Man sucht in der Geschichte umsonst nach einem Seitenstück für das Verhältniß zwischen Bismarck und B. Die Beziehungen beider Männer waren und wurden, je länger sie zusammen lebten, mehr gemüthlicher und freundschaftlicher als geschäftlicher Natur, sie unterschieden sich darin von denen, welche der Kanzler zu Wagener, zu Abeken und zu anderen Mitarbeitern gehabt hat. Fürst Bismarck war noch nicht 14 Tage aus dem Dienst, als die Blätter bereits die Meldung brachten, Lothar B. sei zu längerem Aufenthalte in Friedrichsruh eingetroffen. Er stand damals im 72. Lebensjahre; das spärliche Haupthaar war gebleicht, die Haltung des Körpers etwas nach vorn gebeugt, der Gang vorsichtig, fast schleppend; aber aus dem hellen Auge leuchtete noch immer jugendliches Feuer, die Gesichtszüge zeigten die alte Festigkeit und sein Herz schlug noch mit gleicher Wärme für den Mann, der ihn vor 26 Jahren an seine Seite gerufen hatte. Die Neugierigen fragen, was B. denn im Sachsenwalde dem Altreichskanzler für Dienste geleistet hat. Er hat dem Fürsten als Freund zur Seite gestanden, und zwar nicht bloß vorübergehend als Gast, sondern dauernd, als Hausgenosse, unter Aufgebung persönlicher Wünsche und Neigungen.

Die Nachricht von seinem Ableben kam für seine Freunde völlig überraschend, selbst in Varzin, von wo die Augen stets voll Theilnahme auf ihn gerichtet waren, war bis zwei Tage vor seinem Tode eine beunruhigende Nachricht über sein Befinden nicht zu vernehmen; am 10. October 1892 verlautete daselbst, daß B. in Glion sur Territet bei Montreux schwer erkrankt sei.

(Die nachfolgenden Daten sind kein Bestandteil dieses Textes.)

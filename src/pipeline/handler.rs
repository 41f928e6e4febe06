//! The single capability-set handler trait every pipeline participant
//! implements, plus the event-mask bitset a handler uses to opt out of
//! invocation for events it never customizes.
//!
//! A class hierarchy of inbound/outbound/duplex handlers (the shape this
//! crate's own earlier pipeline generations used) relies on a runtime or
//! bytecode layer to ask "did this concrete type override this method" and
//! compute a skip-flag bitset from the answer. Rust has no such reflection,
//! so [`Handler::event_mask`] makes the declaration explicit: a handler
//! overrides it only when it wants the pipeline to skip invoking it for
//! events it never customizes, and the result is cached per concrete type by
//! whatever installs the handler (the pipeline itself does no caching here —
//! `event_mask()` is assumed cheap, typically a `const`-like return).

use crate::CoreError;
use crate::address::Address;
use crate::buffer::Message;
use crate::observability::UserEvent;
use crate::pipeline::context::Context;
use crate::promise::Promise;

/// Bit positions for the 19 traversable pipeline events (9 inbound, 10
/// outbound). `handler_added`/`handler_removed` are structural lifecycle
/// callbacks, always invoked regardless of mask, and are therefore not
/// assigned bits here.
pub mod event {
    pub const CHANNEL_REGISTERED: u32 = 1 << 0;
    pub const CHANNEL_UNREGISTERED: u32 = 1 << 1;
    pub const CHANNEL_ACTIVE: u32 = 1 << 2;
    pub const CHANNEL_INACTIVE: u32 = 1 << 3;
    pub const CHANNEL_READ: u32 = 1 << 4;
    pub const CHANNEL_READ_COMPLETE: u32 = 1 << 5;
    pub const WRITABILITY_CHANGED: u32 = 1 << 6;
    pub const USER_EVENT_TRIGGERED: u32 = 1 << 7;
    pub const EXCEPTION_CAUGHT: u32 = 1 << 8;

    pub const REGISTER: u32 = 1 << 9;
    pub const BIND: u32 = 1 << 10;
    pub const CONNECT: u32 = 1 << 11;
    pub const DISCONNECT: u32 = 1 << 12;
    pub const CLOSE: u32 = 1 << 13;
    pub const DEREGISTER: u32 = 1 << 14;
    pub const READ_REQUESTED: u32 = 1 << 15;
    pub const WRITE: u32 = 1 << 16;
    pub const FLUSH: u32 = 1 << 17;
    pub const CLOSE_FORCIBLY: u32 = 1 << 18;

    pub const ALL_INBOUND: u32 = CHANNEL_REGISTERED
        | CHANNEL_UNREGISTERED
        | CHANNEL_ACTIVE
        | CHANNEL_INACTIVE
        | CHANNEL_READ
        | CHANNEL_READ_COMPLETE
        | WRITABILITY_CHANGED
        | USER_EVENT_TRIGGERED
        | EXCEPTION_CAUGHT;

    pub const ALL_OUTBOUND: u32 = REGISTER
        | BIND
        | CONNECT
        | DISCONNECT
        | CLOSE
        | DEREGISTER
        | READ_REQUESTED
        | WRITE
        | FLUSH
        | CLOSE_FORCIBLY;
}

/// Declares which of the 19 event positions a handler wants the pipeline to
/// skip it for. A bit set here means "pass through without invoking me";
/// the default, [`EventMask::NONE`], means every event is delivered.
#[derive(Clone, Copy, Debug, Default, PartialEq, Eq)]
pub struct EventMask(u32);

impl EventMask {
    /// Every event is delivered to the handler.
    pub const NONE: EventMask = EventMask(0);
    /// No event is delivered; the handler is a pure pass-through.
    pub const ALL: EventMask = EventMask(event::ALL_INBOUND | event::ALL_OUTBOUND);

    /// Builds a mask that skips exactly the given bits (OR the `event::*`
    /// constants together at the call site).
    pub const fn skip(bits: u32) -> Self {
        EventMask(bits)
    }

    pub(crate) fn contains(&self, bit: u32) -> bool {
        self.0 & bit != 0
    }
}

/// The one trait every pipeline participant implements: nine inbound entry
/// points (data flowing from the transport toward the application) and ten
/// outbound entry points (operations flowing from the application toward
/// the transport). Every method has a forwarding default that simply calls
/// the matching `ctx.fire_*`/`ctx.*` method, so implementing only the
/// handful of events a handler actually cares about is enough.
pub trait Handler: Send + Sync + 'static {
    /// Declares which events this handler wants the pipeline to skip
    /// invoking it for. See the module docs for why this replaces runtime
    /// reflection over method overrides.
    fn event_mask(&self) -> EventMask {
        EventMask::NONE
    }

    /// Whether this handler instance may be added to more than one pipeline
    /// (or more than once to the same pipeline). Most handlers carry
    /// per-connection state and must answer `false` (the default).
    fn is_sharable(&self) -> bool {
        false
    }

    /// Invoked once the context has been linked into the pipeline and is
    /// ready to receive events. A failure here causes the pipeline to unlink
    /// the context again (calling [`Handler::handler_removed`]) and to fire
    /// a pipeline exception instead of leaving `added` true without a
    /// matching `removed`.
    fn handler_added(&self, ctx: &dyn Context) -> crate::Result<()> {
        let _ = ctx;
        Ok(())
    }

    /// Invoked after the context has been unlinked. A failure here only
    /// fires a pipeline exception; the context is already gone.
    fn handler_removed(&self, ctx: &dyn Context) -> crate::Result<()> {
        let _ = ctx;
        Ok(())
    }

    // ---- inbound (head toward tail) ----

    fn on_channel_registered(&self, ctx: &dyn Context) {
        ctx.fire_channel_registered();
    }

    fn on_channel_unregistered(&self, ctx: &dyn Context) {
        ctx.fire_channel_unregistered();
    }

    fn on_channel_active(&self, ctx: &dyn Context) {
        ctx.fire_channel_active();
    }

    fn on_channel_inactive(&self, ctx: &dyn Context) {
        ctx.fire_channel_inactive();
    }

    fn on_channel_read(&self, ctx: &dyn Context, msg: Message) {
        ctx.fire_channel_read(msg);
    }

    fn on_channel_read_complete(&self, ctx: &dyn Context) {
        ctx.fire_channel_read_complete();
    }

    fn on_writability_changed(&self, ctx: &dyn Context, is_writable: bool) {
        ctx.fire_writability_changed(is_writable);
    }

    fn on_user_event_triggered(&self, ctx: &dyn Context, event: UserEvent) {
        ctx.fire_user_event_triggered(event);
    }

    fn on_exception_caught(&self, ctx: &dyn Context, error: CoreError) {
        ctx.fire_exception_caught(error);
    }

    // ---- outbound (tail toward head) ----

    fn on_register(&self, ctx: &dyn Context, promise: Promise<()>) {
        ctx.register(promise);
    }

    fn on_bind(&self, ctx: &dyn Context, local: Address, promise: Promise<()>) {
        ctx.bind(local, promise);
    }

    fn on_connect(
        &self,
        ctx: &dyn Context,
        remote: Address,
        local: Option<Address>,
        promise: Promise<()>,
    ) {
        ctx.connect(remote, local, promise);
    }

    fn on_disconnect(&self, ctx: &dyn Context, promise: Promise<()>) {
        ctx.disconnect(promise);
    }

    fn on_close(&self, ctx: &dyn Context, promise: Promise<()>) {
        ctx.close(promise);
    }

    fn on_deregister(&self, ctx: &dyn Context, promise: Promise<()>) {
        ctx.deregister(promise);
    }

    fn on_read_requested(&self, ctx: &dyn Context) {
        ctx.read_requested();
    }

    fn on_write(&self, ctx: &dyn Context, msg: Message, promise: Promise<()>) {
        ctx.write(msg, promise);
    }

    fn on_flush(&self, ctx: &dyn Context) {
        ctx.flush();
    }

    fn on_close_forcibly(&self, ctx: &dyn Context) {
        ctx.close_forcibly();
    }
}

#[cfg(test)]
mod tests {
    use super::*;

    #[test]
    fn default_mask_delivers_every_event() {
        let mask = EventMask::NONE;
        assert!(!mask.contains(event::CHANNEL_READ));
        assert!(!mask.contains(event::WRITE));
    }

    #[test]
    fn skip_mask_only_hides_declared_bits() {
        let mask = EventMask::skip(event::CHANNEL_READ | event::FLUSH);
        assert!(mask.contains(event::CHANNEL_READ));
        assert!(mask.contains(event::FLUSH));
        assert!(!mask.contains(event::WRITE));
    }
}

Am 11. October dort aufgegebene Telegramme sagten bereits, daß sein Zustand ohne Hoffnung sei. Mit seinem Hingang hatte Bismarck, wie er selbst sagte: „seinen selbstlosesten Freund verloren“.

Die Bedeutung Bucher’s im Dienste Bismarck’s ist durch die im Jahre 1899 erfolgte Veröffentlichung von Moritz Busch, „Tagebuchblätter“ (3 Bde., Leipzig) besonders hell beleuchtet worden. Bucher’s Feder zeigt sich in zahlreichen Instructionen, welche er an M. Busch gelangen ließ, in glänzendem Lichte. Auf der anderen Seite hat es aber dem Andenken Bucher’s sehr geschadet, daß Busch ihn – gleich Bismarck – gewissermaaßen nackt gezeigt hat, als einen zum Schlusse fast krankhaft gereizten Mann, dem schließlich keiner mehr etwas recht machen konnte, sein großer Lehrmeister Bismarck nicht ausgeschlossen.

Heinrich v. Poschinger, Ein Achtundvierziger. Lothar Bucher’s Leben. und Werke. Drei Bände. Carl Heymann’s Verlag in Berlin.